Margaret Atwood wrote more than one book a year. She wrote poems True Stories and novel Bodily Harm – the story of a journalist who was recovering on a Caribbean Island, in 1981; Second Words: Selected Critical Prose in 1982; prose poems Murder in the Dark and short stories Bluebeard’s Egg in 1983; book of poems Interlunar in 1984; novel The Handmaid’s Tale in 1985; Selected Poems ll in 1986; The Can Lit Food Book in 1987; novel Cat’s Eye in 1988; Margaret Atwood: Conversations in 1990; short stories Wilderness Tips in 1991, short fictions Good Bones in 1992 and poems Morning in the Burned House 1995; The Robber Bride in 1993; Allias Grace – story of a man who is accused of involvement in two murders but he says that he does not remember anything, in 1996; The Blind Assasin in 2000; Oryx and Crake – a vision of scientific dystopia, in 2003 and The Penelopiad in 2005.
Atwood received many awards for the novel Alias Grace, The Handmaid’s Tale and Cat’s Eye were nominated for the Booker Prize for Fiction. The Blind Assasin won a prize in 2000.

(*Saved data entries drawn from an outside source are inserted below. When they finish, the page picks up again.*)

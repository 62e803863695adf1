//! Mapping engine-reported error positions to human-readable file locations.
//!
//! Engines report either a byte offset or a 1-based line number. Operators
//! want a line/column and a window of surrounding lines from the file as
//! written. Both operations are pure.

/// Map a byte offset into `content` to a 1-based (line, column) pair.
///
/// Scans forward counting line breaks and the column since the last break.
/// Offsets past the end of the content are clamped to the last position.
pub fn line_column_from_offset(content: &str, offset: usize) -> (usize, usize) {
    let offset = offset.min(content.len());
    let mut line = 1;
    let mut column = 1;
    for byte in content.as_bytes()[..offset].iter() {
        if *byte == b'\n' {
            line += 1;
            column = 1;
        } else {
            column += 1;
        }
    }
    (line, column)
}

/// Extract up to `before` lines before and `after` lines after the 1-based
/// `line`, clamped at the content boundaries.
///
/// With `line_numbers` set, each line is prefixed with its zero-padded
/// 1-based number. Never panics, even for `line` at the first or last line
/// or beyond the end of the content.
pub fn lines_before_and_after(
    content: &str,
    line: usize,
    before: usize,
    after: usize,
    line_numbers: bool,
) -> String {
    let lines: Vec<&str> = content.split('\n').collect();
    let start = line.saturating_sub(before).saturating_sub(1);
    let end = (line + after).min(lines.len());
    if start >= end {
        return String::new();
    }

    let width = end.to_string().len();
    let mut out = Vec::with_capacity(end - start);
    for (idx, text) in lines[start..end].iter().enumerate() {
        if line_numbers {
            out.push(format!("{:0width$}: {}", start + idx + 1, text));
        } else {
            out.push((*text).to_string());
        }
    }
    out.join("\n")
}

#[cfg(test)]
mod tests {
    use super::*;

    #[test]
    fn offset_at_start() {
        assert_eq!(line_column_from_offset("abc", 0), (1, 1));
    }

    #[test]
    fn offset_within_first_line() {
        assert_eq!(line_column_from_offset("abc\ndef", 2), (1, 3));
    }

    #[test]
    fn offset_on_later_line() {
        // "abc\ndef": offset 4 is 'd', first column of line 2.
        assert_eq!(line_column_from_offset("abc\ndef", 4), (2, 1));
        assert_eq!(line_column_from_offset("abc\ndef", 6), (2, 3));
    }

    #[test]
    fn offset_past_end_is_clamped() {
        assert_eq!(line_column_from_offset("abc", 100), (1, 4));
        assert_eq!(line_column_from_offset("", 5), (1, 1));
    }

    #[test]
    fn window_clamps_at_file_start() {
        let content = "one\ntwo\nthree";
        let window = lines_before_and_after(content, 1, 5, 1, false);
        assert_eq!(window, "one\ntwo");
    }

    #[test]
    fn window_clamps_at_file_end() {
        let content = "one\ntwo\nthree";
        let window = lines_before_and_after(content, 3, 1, 5, false);
        assert_eq!(window, "two\nthree");
    }

    #[test]
    fn window_with_line_numbers() {
        let content = "one\ntwo\nthree";
        let window = lines_before_and_after(content, 2, 1, 1, true);
        assert_eq!(window, "1: one\n2: two\n3: three");
    }

    #[test]
    fn window_beyond_content_is_empty() {
        assert_eq!(lines_before_and_after("one", 50, 2, 2, true), "");
    }

    #[test]
    fn window_numbers_are_padded() {
        let content = (1..=12).map(|i| format!("line{i}")).collect::<Vec<_>>().join("\n");
        let window = lines_before_and_after(&content, 10, 1, 1, true);
        assert_eq!(window, "09: line9\n10: line10\n11: line11");
    }
}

There was a time, and it was not that long time ago, when Canadian literature was not treated seriously, particulary in the United States of America. There were just a few books which were not taken as a joke by the English – speaking literary community. Then suddenly Margaret Atwood appeared with her first novel The Edible Woman (1969), which was looked at as a strict critique of women’s role within society and her writing was typical of use of irony and metaphor.
Margaret Arwood is an icon in Canada for whom hyperbole seems an understatement. Her way of writing is a mixture of wit and intelectual fair and she seems to be able to manage anything from Bildungsroman in Cat’s Eye (1989), to Orwellian dystopia The Handmaid’s Tale (1986).

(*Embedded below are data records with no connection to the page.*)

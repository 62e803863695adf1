//! The driver contract and its backend adapters.
//!
//! A [`Driver`] owns exactly one backend connection. The orchestrator picks
//! one from the registry by URL scheme, calls [`Driver::migrate`] on its own
//! task, and drains the pipe to decide success or failure. A single driver
//! instance must not have two `migrate` calls in flight: the connection's
//! transaction state belongs to one call for its whole duration.

mod diagnostics;
mod registry;

pub mod mssql;
pub mod mysql;
pub mod postgres;
pub mod sqlite;

pub use diagnostics::DecodedError;
pub use registry::{connect, register_driver, registered_schemes, DriverFactory};

use async_trait::async_trait;

use crate::error::Result;
use crate::file::{MigrationFile, Version, Versions};
use crate::pipe::PipeSender;

/// Capability contract every backend adapter implements.
///
/// `initialize` and `close` bound the instance's lifetime. `migrate` is
/// fire-and-forget: it never reports through a return value, only through
/// the pipe, and it closes the pipe on every exit path.
#[async_trait]
pub trait Driver: Send {
    /// Connect to the backend at `url` and ensure the version ledger table
    /// exists (creating or widening it idempotently). Connection and
    /// ledger-schema failures are returned here, never via a pipe.
    async fn initialize(&mut self, url: &str) -> Result<()>;

    /// Release the backend connection.
    async fn close(&mut self) -> Result<()>;

    /// File extension of migration files this driver executes.
    fn filename_extension(&self) -> &'static str;

    /// Apply one migration file, streaming the started acknowledgment and
    /// any errors into `pipe`. The pipe is closed when this returns.
    async fn migrate(&mut self, file: MigrationFile, pipe: PipeSender);

    /// The maximum applied version, or `0` when the ledger is empty.
    async fn version(&mut self) -> Result<Version>;

    /// All applied versions, descending, without duplicates.
    async fn versions(&mut self) -> Result<Versions>;
}

impl std::fmt::Debug for dyn Driver {
    fn fmt(&self, f: &mut std::fmt::Formatter<'_>) -> std::fmt::Result {
        f.write_str("dyn Driver")
    }
}
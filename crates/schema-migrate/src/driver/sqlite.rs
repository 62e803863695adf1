//! SQLite adapter, backed by rusqlite.
//!
//! SQLite has transactional DDL, so the default path wraps the ledger
//! mutation and the statement batch in one transaction. The client is
//! synchronous; migration batches are short, so calls run inline on the
//! driver's task.

use async_trait::async_trait;
use rusqlite::{params, Connection};
use tracing::{debug, info};

use crate::error::{MigrateError, Result};
use crate::file::{Direction, MigrationFile, Version, Versions};
use crate::ledger;
use crate::pipe::PipeSender;
use crate::statement::{statements, transaction_disabled};

use super::{DecodedError, Driver};

/// SQLite backend driver. One connection, owned exclusively.
#[derive(Default)]
pub struct SqliteDriver {
    conn: Option<Connection>,
}

impl SqliteDriver {
    pub fn new() -> Self {
        Self::default()
    }

    fn conn(&mut self) -> Result<&mut Connection> {
        self.conn.as_mut().ok_or(MigrateError::NotInitialized)
    }

    fn ensure_version_table(conn: &Connection) -> Result<()> {
        // SQLite's INTEGER storage is already 64-bit, so no widening path.
        conn.execute_batch(&format!(
            "CREATE TABLE IF NOT EXISTS {} (version bigint not null primary key)",
            ledger::TABLE_NAME
        ))?;
        Ok(())
    }

    fn ledger_sql(direction: Direction) -> String {
        match direction {
            Direction::Up => ledger::insert_version_sql("?"),
            Direction::Down => ledger::delete_version_sql("?"),
        }
    }

    /// Run the ledger mutation and statement batch. On failure, returns every
    /// error to report in order (the cause, then a rollback failure if any).
    fn apply(&mut self, file: &MigrationFile) -> std::result::Result<(), Vec<MigrateError>> {
        let content = file.content().map_err(|e| vec![e])?.to_string();
        let version = file.version;
        let direction = file.direction;
        let conn = self.conn().map_err(|e| vec![e])?;

        if transaction_disabled(&content) {
            // Autocommit path: the ledger mutation runs only after every
            // statement succeeded, so a failed file never records its
            // version. Partial schema changes can remain; that is the
            // documented cost of the directive.
            for stmt in statements(&content) {
                debug!(statement = stmt.text, "executing (no transaction)");
                conn.execute_batch(stmt.text)
                    .map_err(|e| vec![decode_error(&e).into_diagnostic(&stmt)])?;
            }
            conn.execute(&Self::ledger_sql(direction), params![version])
                .map_err(|e| vec![e.into()])?;
            return Ok(());
        }

        let tx = conn.transaction().map_err(|e| vec![e.into()])?;

        if let Err(e) = tx.execute(&Self::ledger_sql(direction), params![version]) {
            let mut errs = vec![MigrateError::from(e)];
            if let Err(rollback) = tx.rollback() {
                errs.push(rollback.into());
            }
            return Err(errs);
        }

        for stmt in statements(&content) {
            debug!(statement = stmt.text, "executing");
            if let Err(e) = tx.execute_batch(stmt.text) {
                let mut errs = vec![decode_error(&e).into_diagnostic(&stmt)];
                if let Err(rollback) = tx.rollback() {
                    errs.push(rollback.into());
                }
                return Err(errs);
            }
        }

        tx.commit().map_err(|e| vec![e.into()])?;
        Ok(())
    }
}

#[async_trait]
impl Driver for SqliteDriver {
    async fn initialize(&mut self, url: &str) -> Result<()> {
        let path = url
            .split_once("://")
            .map(|(_, rest)| rest)
            .ok_or_else(|| MigrateError::InvalidUrl(format!("missing scheme in '{url}'")))?;

        let conn = Connection::open(path)?;
        Self::ensure_version_table(&conn)?;
        info!(path, "connected to sqlite database");
        self.conn = Some(conn);
        Ok(())
    }

    async fn close(&mut self) -> Result<()> {
        if let Some(conn) = self.conn.take() {
            conn.close().map_err(|(_, e)| MigrateError::from(e))?;
        }
        Ok(())
    }

    fn filename_extension(&self) -> &'static str {
        "sql"
    }

    async fn migrate(&mut self, mut file: MigrationFile, pipe: PipeSender) {
        pipe.started(file.clone()).await;

        if let Err(e) = file.read_content() {
            pipe.error(e).await;
            return;
        }

        if let Err(errors) = self.apply(&file) {
            for e in errors {
                pipe.error(e).await;
            }
        }
    }

    async fn version(&mut self) -> Result<Version> {
        let conn = self.conn()?;
        match conn.query_row(&ledger::max_version_sql(), [], |row| row.get::<_, i64>(0)) {
            Ok(version) => Ok(version),
            Err(rusqlite::Error::QueryReturnedNoRows) => Ok(0),
            Err(e) => Err(e.into()),
        }
    }

    async fn versions(&mut self) -> Result<Versions> {
        let conn = self.conn()?;
        let mut stmt = conn.prepare(&ledger::all_versions_sql())?;
        let rows = stmt.query_map([], |row| row.get::<_, i64>(0))?;
        let versions = rows.collect::<std::result::Result<Vec<_>, _>>()?;
        Ok(versions)
    }
}

/// Decode a rusqlite error into the common shape. Syntax errors carry a byte
/// offset into the failing statement.
fn decode_error(err: &rusqlite::Error) -> DecodedError {
    match err {
        rusqlite::Error::SqlInputError { msg, offset, .. } => DecodedError {
            message: format!("SQL input error: {msg}"),
            byte_offset: (*offset >= 0).then_some(*offset as usize),
            line: None,
        },
        rusqlite::Error::SqliteFailure(_, Some(msg)) => DecodedError::message_only(msg.clone()),
        other => DecodedError::message_only(other.to_string()),
    }
}

#[cfg(test)]
mod tests {
    use super::*;

    #[test]
    fn decode_passes_plain_failures_through() {
        let err = rusqlite::Error::QueryReturnedNoRows;
        let decoded = decode_error(&err);
        assert!(decoded.byte_offset.is_none());
        assert!(decoded.line.is_none());
    }

    #[test]
    fn decode_syntax_error_carries_offset() {
        // Provoke a real SqlInputError from an in-memory connection.
        let conn = Connection::open_in_memory().unwrap();
        let err = conn
            .execute_batch("CREATE TABLE error (id THIS WILL CAUSE AN ERROR)")
            .unwrap_err();
        let decoded = decode_error(&err);
        assert!(decoded.message.contains("syntax error"), "{}", decoded.message);
        assert!(decoded.byte_offset.is_some());
    }
}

She is noticeable for her use of untied ends of the stories, so it is left on the reader’s creativity and ability to imagine their own endings. The Handmaid’s Tale, the futuristic vision of “what if“ in the United States ends with a question what really happens to the main protagonist, the Handmaid Offred, when taken by the Black Van. It is just up to the reader if she/he believes in happy ending – Offred joins the underground society May Day, or she ends either at some Colony cleaning up toxic waste or hanging on the Wall with a paper bag over her head as an example of the sin.

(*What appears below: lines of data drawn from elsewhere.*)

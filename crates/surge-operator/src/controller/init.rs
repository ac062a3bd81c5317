//! Pending and initialization stages
//!
//! `initialize` validates the spec, seeds the conditions and launches
//! the initializer job. `inspect` waits for that job, reads the
//! execution requirements from its logs and decides the run's type:
//! plain, cloud, or cloud via a private load zone. Cloud runs are
//! created on the backend here, before any runner exists.

use std::time::Duration;

use chrono::Utc;
use k8s_openapi::api::batch::v1::Job;
use k8s_openapi::api::core::v1::Pod;
use kube::api::{Api, ListParams, LogParams, PostParams};
use kube::runtime::controller::Action;
use kube::ResourceExt;
use surge_cloud::{aggregation, CreateTestRunRequest, ErrorCode, InspectOutput};
use surge_common::crd::{conditions, ConditionStatus, ConditionType, Stage, TestRun};
use surge_common::{Error, Result};
use tracing::{debug, info, warn};

use crate::{cli, jobs};

use super::{fail, namespace, persist, send_error_event, Context, POLL_WAIT};

const INITIALIZER_WAIT: Duration = Duration::from_secs(5);
const LOG_READ_TIMEOUT: Duration = Duration::from_secs(60);

// ============================================================================
// Pending
// ============================================================================

pub(super) async fn initialize(tr: &TestRun, ctx: &Context) -> Result<Action> {
    let name = tr.name_any();
    info!(test_run = %name, "initializing test run");

    if let Err(e) = tr.spec.script.validate() {
        return fail(tr, ctx, &e).await;
    }
    let cli = match cli::parse(tr.spec.arguments.as_deref().unwrap_or("")) {
        Ok(cli) => cli,
        Err(e) => return fail(tr, ctx, &e).await,
    };

    // conditions first, then the stage: a lost write between the two
    // leaves the run re-enterable
    let mut status = tr.status.clone().unwrap_or_default();
    status.initialize(&tr.spec);
    persist(ctx, tr, &status).await?;

    status.stage = Stage::Initialization;
    persist(ctx, tr, &status).await?;

    let job = jobs::initializer_job(tr, &cli.archive_args)?;
    let api: Api<Job> = Api::namespaced(ctx.client.clone(), &namespace(tr));
    match api.create(&PostParams::default(), &job).await {
        Ok(_) => {}
        Err(kube::Error::Api(ae)) if ae.code == 409 => {
            debug!(test_run = %name, "initializer job already exists");
        }
        Err(e) => return Err(e.into()),
    }

    Ok(Action::requeue(INITIALIZER_WAIT))
}

// ============================================================================
// Initialization
// ============================================================================

pub(super) async fn inspect(tr: &TestRun, ctx: &Context) -> Result<Action> {
    let name = tr.name_any();

    let output = match inspect_test_run(tr, ctx).await {
        Ok(Some(output)) => output,
        Ok(None) => {
            report_if_stuck(tr, ctx, "initializer pod").await;
            return Ok(Action::requeue(INITIALIZER_WAIT));
        }
        Err(e) if !e.is_retryable() => return fail(tr, ctx, &e).await,
        Err(e) => return Err(e),
    };

    if (tr.spec.parallelism as u64) > output.max_vus {
        let e = Error::configuration_for(
            &name,
            format!(
                "parallelism {} exceeds the script's maxVUs {}",
                tr.spec.parallelism, output.max_vus
            ),
        );
        return fail(tr, ctx, &e).await;
    }

    let cli = cli::parse(tr.spec.arguments.as_deref().unwrap_or(""))?;

    let mut status = tr.status.clone().unwrap_or_default();
    if cli.has_cloud_out {
        conditions::update_condition(
            &mut status.conditions,
            ConditionType::CloudTestRun,
            ConditionStatus::True,
        );
        if conditions::is_unknown(&status.conditions, ConditionType::CloudTestRunCreated) {
            conditions::update_condition(
                &mut status.conditions,
                ConditionType::CloudTestRunCreated,
                ConditionStatus::False,
            );
        }
        conditions::update_condition(
            &mut status.conditions,
            ConditionType::CloudTestRunFinalized,
            ConditionStatus::False,
        );
    } else {
        conditions::update_condition(
            &mut status.conditions,
            ConditionType::CloudTestRun,
            ConditionStatus::False,
        );
    }

    if status.is_cloud()
        && conditions::is_false(&status.conditions, ConditionType::CloudTestRunCreated)
    {
        return setup_cloud_test(tr, ctx, status, &output).await;
    }

    info!(test_run = %name, max_vus = output.max_vus, "script validated");
    status.stage = Stage::Initialized;
    persist(ctx, tr, &status).await?;
    Ok(Action::requeue(POLL_WAIT))
}

/// Read the execution requirements from the initializer pod
///
/// `Ok(None)` while the pod hasn't succeeded yet. A failed pod or
/// unparseable output is a hard error: re-running the same script
/// yields the same result.
async fn inspect_test_run(tr: &TestRun, ctx: &Context) -> Result<Option<InspectOutput>> {
    let name = tr.name_any();
    let pods: Api<Pod> = Api::namespaced(ctx.client.clone(), &namespace(tr));
    let list = pods
        .list(&ListParams::default().labels(&jobs::initializer_selector(&name)))
        .await?;

    let Some(pod) = list.items.first() else {
        return Ok(None);
    };
    match pod.status.as_ref().and_then(|s| s.phase.as_deref()) {
        Some("Succeeded") => {}
        Some("Failed") => {
            return Err(Error::configuration_for(
                &name,
                "the initializer job has failed: check the script and arguments",
            ));
        }
        _ => return Ok(None),
    }

    let pod_name = pod.name_any();
    let params = LogParams {
        container: Some("k6".to_string()),
        ..Default::default()
    };
    let logs = tokio::time::timeout(LOG_READ_TIMEOUT, pods.logs(&pod_name, &params))
        .await
        .map_err(|_| {
            Error::internal_with_context("initializer", "timed out reading the initializer logs")
        })??;

    let output: InspectOutput = serde_json::from_str(&logs).map_err(|e| {
        warn!(test_run = %name, output = %logs, "initializer produced unexpected output");
        Error::serialization(format!("initializer output is not valid JSON: {e}"))
    })?;
    Ok(Some(output))
}

/// Create the backend run and record its identity
async fn setup_cloud_test(
    tr: &TestRun,
    ctx: &Context,
    mut status: surge_common::crd::TestRunStatus,
    output: &InspectOutput,
) -> Result<Action> {
    let name = tr.name_any();
    let Some(cloud) = ctx.cloud_client(tr).await? else {
        debug!(test_run = %name, "cloud token not available yet");
        return Ok(Action::requeue(POLL_WAIT));
    };

    let request = CreateTestRunRequest {
        name: output.test_name().to_string(),
        project_id: output.project_id(),
        vus: output.max_vus as i64,
        thresholds: output.thresholds.clone(),
        duration: output.duration_seconds(),
        process_thresholds: true,
        instances: tr.spec.parallelism,
    };
    let response = cloud.create_test_run(&request).await?;
    info!(test_run = %name, test_run_id = %response.reference_id, "cloud run created");

    status.test_run_id = Some(response.reference_id);
    if let Some(config) = &response.config_override {
        status.aggregation_vars = Some(aggregation::encode(config));
    }
    conditions::update_condition(
        &mut status.conditions,
        ConditionType::CloudTestRunCreated,
        ConditionStatus::True,
    );
    status.stage = Stage::Initialized;
    persist(ctx, tr, &status).await?;
    Ok(Action::requeue(POLL_WAIT))
}

/// Raise an error event once pods take suspiciously long to come up
pub(super) async fn report_if_stuck(tr: &TestRun, ctx: &Context, what: &str) {
    let status = tr.status.clone().unwrap_or_default();
    let Some(since) = conditions::last_update(&status.conditions, ConditionType::TestRunRunning)
    else {
        return;
    };
    let elapsed = Utc::now()
        .signed_duration_since(since)
        .to_std()
        .unwrap_or_default();
    if elapsed < ctx.config.stuck_pod_timeout {
        return;
    }

    let detail = format!(
        "Creation of {what} takes too long: your configuration might be off. \
         Check if the resources were created successfully."
    );
    warn!(test_run = %tr.name_any(), "{detail}");
    send_error_event(tr, ctx, ErrorCode::K6OperatorStartError, &detail, true).await;
}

Offred´s tale lacks conclusive ending. The reader does not know what really happened to her. Is she alive and free? Did she escape? We do not know if Nick helped her or betrayed her.
“Whether this is my end or a new beginning I have no way of knowing: I have given myself over into the hands of strangers, because it can´t be helped. And so I step up, into the darkness within; or else the light.“ (Atwood, 1985, p. 307)1
We can never know what is the author´s intention. It is just up to us if we take it or not. The reader has space for his/her imagination and opinion. He/she does not have to accept everything that is written.
“The reader is implicated in the narrative process and actively participates in the construction and reconstraction of the narrative before slipping from his role as a participant to that of an observer in the Historical notes at the end of the novel.“ (Vervaina, 1996, p.72-73)2
It is true that on the one hand Atwood’s work often deals with brutality, emotional cruelty, murder and religious totalitarianism but on the other hand she is never insensitive or sensational. In our opinion she writes very intelligent and beautifully displayed works. Her novels show great understanding of human beings, and although she is often seen as a feminist writer we think that this is a controversial question. In our opinion her main concerns are not just women’s needs and rights but all human rights. She mostly criticizes society which breaks these “unwritten“ rules in order to fulfill its own wishes. On the first place Margaret Atwood is a humanist. She often places her characters in specific, challenging situations, which allows her to picture human‘s real way of behaviour and act towards one another. The main protagonists are mostly women who are forced to change their lives completely, to change their way of thinking, attitudes towards other people, society and the world around them. As a result they are, in fact, forced to achieve courage and self-reliance.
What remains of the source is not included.